By Alan
Caruba
The one thing you can count on during
the Christmas season is an avalanche of media-driven scare campaigns by
environmental and self-appointed consumer protection groups that are intended to
ruin it with claims that everything you eat or do has the potential of killing
you and your loved ones.
Here’s an example; in December 2011
GreenLivingIdeas.com posted an article by Sanya Kanelstran to let everyone know
that, during the Christmas season, “A heart attack can strike at any time in a
person with coronary artery disease, but heart attacks are more likely during
the festive season and especially between the Christmas and New Year period
because of the change in diet and lifestyle around the holidays.” So, happy
holidays and try not to die.
The folks at Naturalnews.com posted
an item on December 17, 2010 that warned that “Those Christmas-colored snack
chips and store-bought cookies, but watch out. Eating them may cause side
effects such as hyperactivity, especially in children. That’s because nearly all
Christmas-colored foods achieve their colors through the use of artificial
coloring chemicals, including Red #40.”
ItsMyHealth.com issued a warning in
November by Julie Robotham. “Traditionalists love their roast turkey with all
the trimmings on Christmas day, but with food poisoning from poultry more
prevalent than ever, it pays to take care with the preparation of raw meat.”
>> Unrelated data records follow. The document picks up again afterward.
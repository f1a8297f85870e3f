//! Slot and composite definitions
//!
//! These are static tables owned by each composite component. They fix
//! which capability flags feed the parent's "supported modes" call and
//! which optional sub-components can hang off the parent.

use crate::codegen::{ClassPath, Method};

/// Boolean capability flag on the parent
#[derive(Debug, Clone, Copy, PartialEq, Eq)]
#[cfg_attr(feature = "defmt", derive(defmt::Format))]
pub struct FlagDef {
    pub key: &'static str,
}

impl FlagDef {
    pub const fn new(key: &'static str) -> Self {
        Self { key }
    }
}

/// Optional sub-component position
#[derive(Debug, Clone, Copy, PartialEq, Eq)]
#[cfg_attr(feature = "defmt", derive(defmt::Format))]
pub struct SlotDef {
    /// Configuration key whose presence creates the sub-component
    pub key: &'static str,
    /// Class of the sub-component
    pub class: ClassPath,
    /// Option labels handed to the sub-component at construction
    pub options: &'static [&'static str],
    /// Parent method that receives the sub-component
    pub wire: Method,
}

/// Everything the composer needs to know about a composite component
#[derive(Debug, Clone, Copy, PartialEq, Eq)]
#[cfg_attr(feature = "defmt", derive(defmt::Format))]
pub struct CompositeDef {
    /// Parent method taking all capability flags in order
    pub modes_method: Method,
    pub flags: &'static [FlagDef],
    /// Active slots, in emission order
    pub slots: &'static [SlotDef],
}
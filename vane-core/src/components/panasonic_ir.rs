//! Panasonic IR climate controller
//!
//! An IR climate with optional vane position selects. Each select slot is
//! created only when its key appears in the configuration and is wired
//! back into the climate through a dedicated setter.

use alloc::vec::Vec;

use super::climate_ir::{register_climate_ir, CLIMATE_IR_SCHEMA};
use super::select::POLLING_SELECT_SCHEMA;
use crate::codegen::{ClassPath, Method, ObjectRef, Program};
use crate::compose::{compose, CompositeDef, FlagDef, SlotDef};
use crate::config::{
    join_id, ConfigTree, DefaultValue, Field, FieldKind, Schema, CONF_ID,
};

pub const NAMESPACE: &str = "panasonic_ir";

pub const CONF_SUPPORTS_VERTICAL_SWING: &str = "supports_vertical_swing";
pub const CONF_HORIZONTAL_SWING_SELECT: &str = "horizontal_swing_select";
pub const CONF_VERTICAL_SWING_SELECT: &str = "vertical_swing_select";

pub const PANASONIC_CLIMATE: ClassPath = ClassPath::new(NAMESPACE, "PanasonicClimate");
pub const PANASONIC_AC_SELECT: ClassPath = ClassPath::new(NAMESPACE, "PanasonicACSelect");

pub const HORIZONTAL_SWING_OPTIONS: &[&str] = &[
    "left",
    "center_left",
    "center",
    "center_right",
    "right",
    "auto",
];

pub const VERTICAL_SWING_OPTIONS: &[&str] = &[
    "top",
    "middle_top",
    "middle",
    "middle_bottom",
    "bottom",
    "auto",
];

pub const SET_SUPPORTED_SWING_MODES: Method = Method::new("set_supported_swing_modes");
pub const SET_HORIZONTAL_VANE_SELECT: Method = Method::new("set_horizontal_vane_select");
pub const SET_VERTICAL_VANE_SELECT: Method = Method::new("set_vertical_vane_select");

pub static SELECT_SCHEMA: Schema =
    Schema::extend(&POLLING_SELECT_SCHEMA, &[Field::generated_id(PANASONIC_AC_SELECT)]);

pub static CONFIG_SCHEMA: Schema = Schema::extend(
    &CLIMATE_IR_SCHEMA,
    &[
        Field::generated_id(PANASONIC_CLIMATE),
        Field::with_default(
            CONF_SUPPORTS_VERTICAL_SWING,
            FieldKind::Bool,
            DefaultValue::Bool(true),
        ),
        Field::optional(CONF_HORIZONTAL_SWING_SELECT, FieldKind::Nested(&SELECT_SCHEMA)),
        Field::optional(CONF_VERTICAL_SWING_SELECT, FieldKind::Nested(&SELECT_SCHEMA)),
    ],
);

/// Capability flags, in `set_supported_swing_modes` argument order
pub const FLAGS: &[FlagDef] = &[FlagDef::new(CONF_SUPPORTS_VERTICAL_SWING)];

/// Active vane select slots, in emission order
pub const SLOTS: &[SlotDef] = &[
    SlotDef {
        key: CONF_HORIZONTAL_SWING_SELECT,
        class: PANASONIC_AC_SELECT,
        options: HORIZONTAL_SWING_OPTIONS,
        wire: SET_HORIZONTAL_VANE_SELECT,
    },
    SlotDef {
        key: CONF_VERTICAL_SWING_SELECT,
        class: PANASONIC_AC_SELECT,
        options: VERTICAL_SWING_OPTIONS,
        wire: SET_VERTICAL_VANE_SELECT,
    },
];

pub const COMPOSITE: CompositeDef = CompositeDef {
    modes_method: SET_SUPPORTED_SWING_MODES,
    flags: FLAGS,
    slots: SLOTS,
};

/// Generate the climate and its vane selects
pub fn to_code(program: &mut Program, config: &ConfigTree) -> ObjectRef {
    let id = match config.get_id(CONF_ID) {
        Some(id) => id.clone(),
        None => join_id(&[NAMESPACE, "climate"]),
    };
    let var = program.declare(ObjectRef::new(id), PANASONIC_CLIMATE, Vec::new());
    register_climate_ir(program, &var, config);
    program.extend(compose(&var, config, &COMPOSITE));
    var
}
Properly cooking turkey or any other meat is sufficient to kill most, if not
all, bacteria.
The Internet is filled with these
posts and, during the holiday season, you can count on the media to repeat them
because scaring people is the stock-in-trade of most reporting. A welcome change
from this is Fox News channel’s John Stossel who has devoted his career to
debunking food and other claims that do not stand up to the scrutiny of
fact-checking.
On a November 29, 2012 program, aired
on Fox Business and Fox News, Stossel revisited the lies about finely textured,
95% lean beef. As I wrote in a commentary debunking the lies about “pink slime”,
a term applied to this, “This lean beef is routinely added to lower quality
hamburger to increase its protein content and its production has long been
approved by the U.S. Department of Agriculture. It actually improves the
nutritional quality of a lot of cheaper hamburger.”
Stossel reported that “What some
media outlets call ‘pink slime’ is perfectly safe because it’s just meat. It’s
made from the meat that clings to the bones—the parts that the meat cutters
missed. An added safety factor to kill any bacteria is its treatment with a tiny
ammonium hydroxide gas.” There have been no reports of illness from the
consumption of finely textured lean beef. Moreover, the process is also used to
protect processed cheese, chocolate, and soda. And it exists naturally in beef!
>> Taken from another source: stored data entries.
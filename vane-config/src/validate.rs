//! Schema validation
//!
//! Walks a parsed TOML document against the component schemas. Every error
//! is collected with its dotted path instead of stopping at the first one.
//! Validated trees keep schema field order, with defaults filled in and
//! missing ids generated.

use std::collections::BTreeSet;

use toml::{Table, Value as TomlValue};
use tracing::debug;

use vane_core::components::{ComponentConfig, ComponentKind};
use vane_core::config::{
    join_id, parse_id, snake_case, ConfigTree, Field, FieldKind, Id, Presence, Schema, Value,
    CONF_ID, CONF_NAME, CONF_PLATFORM,
};
use vane_core::platform::{Framework, Platform, Target};

use crate::document::{DeviceConfig, Document};
use crate::duration::parse_duration_ms;
use crate::error::{FieldError, FieldErrorKind, ValidationErrors};
use crate::loader::LoadOptions;

/// Top level section describing the device itself
pub const DEVICE_SECTION: &str = "device";

const CONF_FRAMEWORK: &str = "framework";

/// Validate a parsed document
pub fn validate_document(root: &Table, options: &LoadOptions) -> Result<Document, ValidationErrors> {
    let mut validator = Validator::new(root);

    let device = validator.device(root.get(DEVICE_SECTION), options);
    let target = device.as_ref().map(|d| d.target);

    let mut components = Vec::new();
    for (domain, value) in root {
        if domain == DEVICE_SECTION {
            continue;
        }
        validator.domain(domain, value, target, &mut components);
    }

    match device {
        Some(device) if validator.errors.is_empty() => Ok(Document { device, components }),
        _ => Err(ValidationErrors(validator.errors)),
    }
}

struct Validator {
    errors: Vec<FieldError>,
    /// Ids written explicitly anywhere in the document
    reserved: BTreeSet<String>,
    /// Ids declared so far, explicit or generated
    declared: BTreeSet<String>,
}

impl Validator {
    fn new(root: &Table) -> Self {
        let mut reserved = BTreeSet::new();
        collect_ids(root, &mut reserved);
        Self {
            errors: Vec::new(),
            reserved,
            declared: BTreeSet::new(),
        }
    }

    fn error(&mut self, path: impl Into<String>, kind: FieldErrorKind) {
        self.errors.push(FieldError::new(path, kind));
    }

    fn device(&mut self, value: Option<&TomlValue>, options: &LoadOptions) -> Option<DeviceConfig> {
        let Some(value) = value else {
            self.error(DEVICE_SECTION, FieldErrorKind::Missing);
            return None;
        };
        let table = self.expect_table(DEVICE_SECTION, value)?;

        for key in table.keys() {
            if !matches!(key.as_str(), CONF_NAME | CONF_PLATFORM | CONF_FRAMEWORK) {
                self.error(child_path(DEVICE_SECTION, key), FieldErrorKind::UnknownKey);
            }
        }

        let name = self.required_str(DEVICE_SECTION, table, CONF_NAME);

        // An override replaces the file's platform token, valid or not
        let platform_path = child_path(DEVICE_SECTION, CONF_PLATFORM);
        let platform = match (options.platform, table.get(CONF_PLATFORM)) {
            (Some(platform), _) => Some(platform),
            (None, Some(raw)) => self.expect_str(&platform_path, raw).and_then(|s| {
                let parsed = s.parse::<Platform>().ok();
                if parsed.is_none() {
                    self.error(&platform_path, FieldErrorKind::UnknownPlatform(s.to_owned()));
                }
                parsed
            }),
            (None, None) => {
                self.error(&platform_path, FieldErrorKind::Missing);
                None
            }
        };

        let framework_path = child_path(DEVICE_SECTION, CONF_FRAMEWORK);
        let framework = match table.get(CONF_FRAMEWORK) {
            Some(raw) => self.expect_str(&framework_path, raw).and_then(|s| {
                let parsed = s.parse::<Framework>().ok();
                if parsed.is_none() {
                    self.error(&framework_path, FieldErrorKind::UnknownFramework(s.to_owned()));
                }
                parsed
            }),
            None => Some(Framework::default()),
        };

        Some(DeviceConfig {
            name: name?,
            target: Target::new(platform?, framework?),
        })
    }

    fn domain(
        &mut self,
        domain: &str,
        value: &TomlValue,
        target: Option<Target>,
        out: &mut Vec<ComponentConfig>,
    ) {
        if !ComponentKind::is_platform_domain(domain) {
            let Some(kind) = ComponentKind::lookup(domain, None) else {
                self.error(domain, FieldErrorKind::UnknownComponent);
                return;
            };
            if let Some(table) = self.expect_table(domain, value) {
                self.component(kind, domain, table, target, out);
            }
            return;
        }

        let mut entries: Vec<(String, &Table)> = Vec::new();
        match value {
            TomlValue::Array(items) => {
                for (i, item) in items.iter().enumerate() {
                    let path = format!("{}[{}]", domain, i);
                    if let Some(table) = self.expect_table(&path, item) {
                        entries.push((path, table));
                    }
                }
            }
            TomlValue::Table(table) => entries.push((domain.to_owned(), table)),
            other => self.error(
                domain,
                FieldErrorKind::TypeMismatch {
                    expected: "array of tables",
                    found: other.type_str(),
                },
            ),
        }

        for (path, table) in entries {
            let Some(platform) = self.required_str(&path, table, CONF_PLATFORM) else {
                continue;
            };
            match ComponentKind::lookup(domain, Some(platform.as_str())) {
                Some(kind) => self.component(kind, &path, table, target, out),
                None => self.error(child_path(&path, CONF_PLATFORM), FieldErrorKind::UnknownComponent),
            }
        }
    }

    fn component(
        &mut self,
        kind: ComponentKind,
        path: &str,
        table: &Table,
        target: Option<Target>,
        out: &mut Vec<ComponentConfig>,
    ) {
        if let Some(target) = target {
            if let Some(platforms) = kind.supported_platforms() {
                if !platforms.contains(&target.platform) {
                    self.error(path, FieldErrorKind::UnsupportedPlatform(target.platform));
                }
            }
            if let Some(framework) = kind.required_framework() {
                if framework != target.framework {
                    self.error(path, FieldErrorKind::RequiresFramework(framework));
                }
            }
        }

        let config = self.tree(kind.schema(), path, table, kind.platform_key().is_some());
        debug!(component = kind.domain(), path, fields = config.len(), "validated component");
        out.push(ComponentConfig::new(kind, config));
    }

    fn tree(&mut self, schema: &Schema, path: &str, table: &Table, has_platform_key: bool) -> ConfigTree {
        for key in table.keys() {
            if has_platform_key && key == CONF_PLATFORM {
                continue;
            }
            if schema.field(key).is_none() {
                self.error(child_path(path, key), FieldErrorKind::UnknownKey);
            }
        }

        let mut tree = ConfigTree::new();
        for field in schema.fields() {
            let field_path = child_path(path, field.key);
            match table.get(field.key) {
                Some(raw) => {
                    if let Some(value) = self.value(field, &field_path, raw) {
                        tree.insert(field.key, value);
                    }
                }
                None => match field.presence {
                    Presence::Required => self.error(field_path, FieldErrorKind::Missing),
                    Presence::Optional => {}
                    Presence::Default(default) => tree.insert(field.key, default.to_value()),
                    Presence::Generated => {
                        if let FieldKind::DeclareId(class) = field.kind {
                            let id = self.generate_id(class.name);
                            tree.insert(field.key, Value::Id(id));
                        }
                    }
                },
            }
        }
        tree
    }

    fn value(&mut self, field: &Field, path: &str, raw: &TomlValue) -> Option<Value> {
        match (field.kind, raw) {
            (FieldKind::Bool, TomlValue::Boolean(b)) => Some(Value::Bool(*b)),
            (FieldKind::Str, TomlValue::String(s)) => Some(Value::Str(s.clone())),
            (FieldKind::Duration, TomlValue::Integer(i)) => match u32::try_from(*i) {
                Ok(ms) => Some(Value::Duration(ms)),
                Err(_) => {
                    self.error(path, FieldErrorKind::InvalidDuration(i.to_string()));
                    None
                }
            },
            (FieldKind::Duration, TomlValue::String(s)) => match parse_duration_ms(s) {
                Some(ms) => Some(Value::Duration(ms)),
                None => {
                    self.error(path, FieldErrorKind::InvalidDuration(s.clone()));
                    None
                }
            },
            (FieldKind::DeclareId(_), TomlValue::String(s)) => {
                let id = self.id(path, s)?;
                if !self.declared.insert(s.clone()) {
                    self.error(path, FieldErrorKind::DuplicateId(s.clone()));
                    return None;
                }
                Some(Value::Id(id))
            }
            (FieldKind::UseId, TomlValue::String(s)) => self.id(path, s).map(Value::Id),
            (FieldKind::Nested(schema), TomlValue::Table(t)) => {
                Some(Value::Tree(self.tree(schema, path, t, false)))
            }
            (kind, other) => {
                self.error(
                    path,
                    FieldErrorKind::TypeMismatch {
                        expected: expected_name(kind),
                        found: other.type_str(),
                    },
                );
                None
            }
        }
    }

    fn id(&mut self, path: &str, s: &str) -> Option<Id> {
        let id = parse_id(s);
        if id.is_none() {
            self.error(path, FieldErrorKind::InvalidId(s.to_owned()));
        }
        id
    }

    /// Next free `<class>_id`, `<class>_id_2`, ...
    fn generate_id(&mut self, class_name: &str) -> Id {
        let base = format!("{}_id", snake_case(class_name));
        let mut n = 1;
        loop {
            let candidate = if n == 1 {
                base.clone()
            } else {
                format!("{}_{}", base, n)
            };
            if !self.reserved.contains(&candidate) && self.declared.insert(candidate.clone()) {
                debug!(id = %candidate, "generated id");
                return join_id(&[&candidate]);
            }
            n += 1;
        }
    }

    fn required_str(&mut self, path: &str, table: &Table, key: &str) -> Option<String> {
        let field_path = child_path(path, key);
        match table.get(key) {
            Some(raw) => self.expect_str(&field_path, raw).map(str::to_owned),
            None => {
                self.error(field_path, FieldErrorKind::Missing);
                None
            }
        }
    }

    fn expect_table<'a>(&mut self, path: &str, value: &'a TomlValue) -> Option<&'a Table> {
        match value {
            TomlValue::Table(t) => Some(t),
            other => {
                self.error(
                    path,
                    FieldErrorKind::TypeMismatch {
                        expected: "table",
                        found: other.type_str(),
                    },
                );
                None
            }
        }
    }

    fn expect_str<'a>(&mut self, path: &str, value: &'a TomlValue) -> Option<&'a str> {
        match value {
            TomlValue::String(s) => Some(s),
            other => {
                self.error(
                    path,
                    FieldErrorKind::TypeMismatch {
                        expected: "string",
                        found: other.type_str(),
                    },
                );
                None
            }
        }
    }
}

fn expected_name(kind: FieldKind) -> &'static str {
    match kind {
        FieldKind::Bool => "boolean",
        FieldKind::Str => "string",
        FieldKind::Duration => "duration",
        FieldKind::DeclareId(_) | FieldKind::UseId => "id",
        FieldKind::Nested(_) => "table",
    }
}

fn child_path(path: &str, key: &str) -> String {
    if path.is_empty() {
        key.to_owned()
    } else {
        format!("{}.{}", path, key)
    }
}

/// Collect every explicit `id = "..."` in the document
fn collect_ids(table: &Table, out: &mut BTreeSet<String>) {
    for (key, value) in table {
        match value {
            TomlValue::String(s) if key == CONF_ID => {
                out.insert(s.clone());
            }
            TomlValue::Table(t) => collect_ids(t, out),
            TomlValue::Array(items) => {
                for item in items {
                    if let TomlValue::Table(t) = item {
                        collect_ids(t, out);
                    }
                }
            }
            _ => {}
        }
    }
}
In May, the Washington Times
published a commentary by J. Justin Wilson, a senior research analyst at the Center for
Consumer Freedom, a group devoted to debunking food and other product
scares. In “Funny Food Hypocrisy” Wilson examined the ‘pink slime” campaign
waged against finely textured lean meet. Along with a “bug juice” scare
campaign, he identified them as “clever hooks adopted by activist food snobs who
raised ill-conceived firestorms about lean beef trimmings and cochineal red food
dye.”
Wilson wrote, “Contrary to the
overhyped reports, lean beef trimmings make meals healthier, safer,
cost-efficient and less animal-intensive. Cochineal food dyes, while derived
from bugs, are actually all-natural replacements for artificial
colors.”
At this time of the year and all year
long consumers have to be skeptical of “fashionable prejudices against
‘processed food’”, said Wilson. “These people hoped to turn the ‘yuck factor’
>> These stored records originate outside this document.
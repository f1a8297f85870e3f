//! Object identifiers
//!
//! Every declared object in the generated program is named by an id.
//! Ids are C identifiers with a bounded length so they fit a fixed
//! capacity string.

use alloc::string::String as AllocString;
use heapless::String;

/// Maximum id length
pub const MAX_ID_LEN: usize = 64;

/// Object identifier
pub type Id = String<MAX_ID_LEN>;

/// Check that `s` is a C identifier (`[A-Za-z_][A-Za-z0-9_]*`)
pub fn is_identifier(s: &str) -> bool {
    let mut chars = s.chars();
    match chars.next() {
        Some(c) if c.is_ascii_alphabetic() || c == '_' => {}
        _ => return false,
    }
    chars.all(|c| c.is_ascii_alphanumeric() || c == '_')
}

/// Parse a user supplied id
///
/// Returns `None` if `s` is not an identifier or exceeds [`MAX_ID_LEN`].
pub fn parse_id(s: &str) -> Option<Id> {
    if !is_identifier(s) {
        return None;
    }
    Id::try_from(s).ok()
}

/// Build an id from parts joined by `_`, truncated to [`MAX_ID_LEN`]
pub fn join_id(parts: &[&str]) -> Id {
    let mut id = Id::new();
    for (i, part) in parts.iter().enumerate() {
        if i > 0 && id.push('_').is_err() {
            break;
        }
        for c in part.chars() {
            if id.push(c).is_err() {
                return id;
            }
        }
    }
    id
}

/// Convert a class name to snake case
///
/// `PanasonicACSelect` becomes `panasonic_ac_select`.
pub fn snake_case(name: &str) -> AllocString {
    let chars: alloc::vec::Vec<char> = name.chars().collect();
    let mut out = AllocString::with_capacity(name.len() + 4);
    for (i, &c) in chars.iter().enumerate() {
        if c.is_ascii_uppercase() && i > 0 {
            let prev = chars[i - 1];
            let next_lower = chars.get(i + 1).is_some_and(|n| n.is_ascii_lowercase());
            if prev.is_ascii_lowercase()
                || prev.is_ascii_digit()
                || (prev.is_ascii_uppercase() && next_lower)
            {
                out.push('_');
            }
        }
        out.push(c.to_ascii_lowercase());
    }
    out
}

#[cfg(test)]
mod tests {
    use super::*;

    #[test]
    fn test_identifier_rules() {
        assert!(is_identifier("vane_select"));
        assert!(is_identifier("_x1"));
        assert!(!is_identifier("1abc"));
        assert!(!is_identifier("has-dash"));
        assert!(!is_identifier(""));
    }

    #[test]
    fn test_parse_id_length_limit() {
        let long = "a".repeat(MAX_ID_LEN + 1);
        assert!(parse_id(&long).is_none());
        assert_eq!(parse_id("ac").unwrap().as_str(), "ac");
    }

    #[test]
    fn test_join_id_truncates() {
        assert_eq!(join_id(&["ac", "vertical_swing_select"]).as_str(), "ac_vertical_swing_select");

        let long = "b".repeat(MAX_ID_LEN);
        let id = join_id(&["a", &long]);
        assert_eq!(id.len(), MAX_ID_LEN);
    }

    #[test]
    fn test_snake_case() {
        assert_eq!(snake_case("PanasonicACSelect"), "panasonic_ac_select");
        assert_eq!(snake_case("PanasonicClimate"), "panasonic_climate");
        assert_eq!(snake_case("Select"), "select");
    }
}
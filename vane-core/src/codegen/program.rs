//! Ordered instruction sink

use alloc::collections::BTreeSet;
use alloc::vec::Vec;

use super::instruction::{ClassPath, Instruction, ObjectRef};
use crate::config::Value;
use crate::deps::DependencyDescriptor;

/// The generated program, in emission order
///
/// Registration is idempotent per object: a second `RegisterManaged` for
/// the same reference is dropped. Identical dependencies are only added
/// once.
#[derive(Debug, Clone, Default)]
pub struct Program {
    instructions: Vec<Instruction>,
    registered: BTreeSet<ObjectRef>,
}

impl Program {
    pub fn new() -> Self {
        Self::default()
    }

    /// Append an instruction
    ///
    /// Returns `false` if the instruction was a duplicate and was dropped.
    pub fn push(&mut self, instruction: Instruction) -> bool {
        match &instruction {
            Instruction::RegisterManaged { target, .. } => {
                if !self.registered.insert(target.clone()) {
                    return false;
                }
            }
            Instruction::AddDependency(dep) => {
                if self.dependencies().any(|d| d == dep) {
                    return false;
                }
            }
            _ => {}
        }
        self.instructions.push(instruction);
        true
    }

    pub fn extend<I: IntoIterator<Item = Instruction>>(&mut self, instructions: I) {
        for instruction in instructions {
            self.push(instruction);
        }
    }

    /// Declare an object and return its reference
    pub fn declare(&mut self, target: ObjectRef, class: ClassPath, args: Vec<Value>) -> ObjectRef {
        self.push(Instruction::Declare {
            target: target.clone(),
            class,
            args,
        });
        target
    }

    pub fn instructions(&self) -> &[Instruction] {
        &self.instructions
    }

    pub fn iter(&self) -> impl Iterator<Item = &Instruction> {
        self.instructions.iter()
    }

    /// Dependencies in the order they were added
    pub fn dependencies(&self) -> impl Iterator<Item = &DependencyDescriptor> {
        self.instructions.iter().filter_map(|i| match i {
            Instruction::AddDependency(dep) => Some(dep),
            _ => None,
        })
    }

    pub fn len(&self) -> usize {
        self.instructions.len()
    }

    pub fn is_empty(&self) -> bool {
        self.instructions.is_empty()
    }

    pub fn into_instructions(self) -> Vec<Instruction> {
        self.instructions
    }
}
into an irrational boycott.” As for finely textured lean meat, Wilson noted
that, “As any butcher will tell you, people have used and eating trimmings in
sausages and hamburger for centuries.”
If finely textured lean meat was
removed from use “one estimate says we’ll need to slaughter an additional 1.5
million cows a year.” That’s a lot of cows!
Every year at this time I receive
dozens of catalogs from food vending companies offering all manner of delicious
items from steaks to nuts. These companies, food producers, as well as your
local supermarket are not in the business of killing consumers, nor is there any
evidence of widespread food poisoning. The government has an army of inspectors
at work to ensure that any reports are swiftly acted upon and, yes, they do
track down and close facilities where any conditions warrant
it.
Those Christmas cookies are not death
traps for the kids and the Christmas turkey is not a mine field of bacteria.
That hamburger you eat is as safe as modern technology and processing can make
it and that’s very safe. Proper handling and cooking is the key to enjoying
Christmas dinner.
My late Mother taught the art of
gourmet cooking for over three decades, in addition to writing two cookbooks.
She taught me and thousands of her students of the importance of keeping all
kitchen surfaces on which food is prepared clean at all times. It’s very good
advice and, along with the vast amount of food, meat, chicken, turkeys, and
baked goods, you can expect to enjoy a very merry
Christmas.
Don’t let the Christmas food killjoys
kill your holiday with false food claims.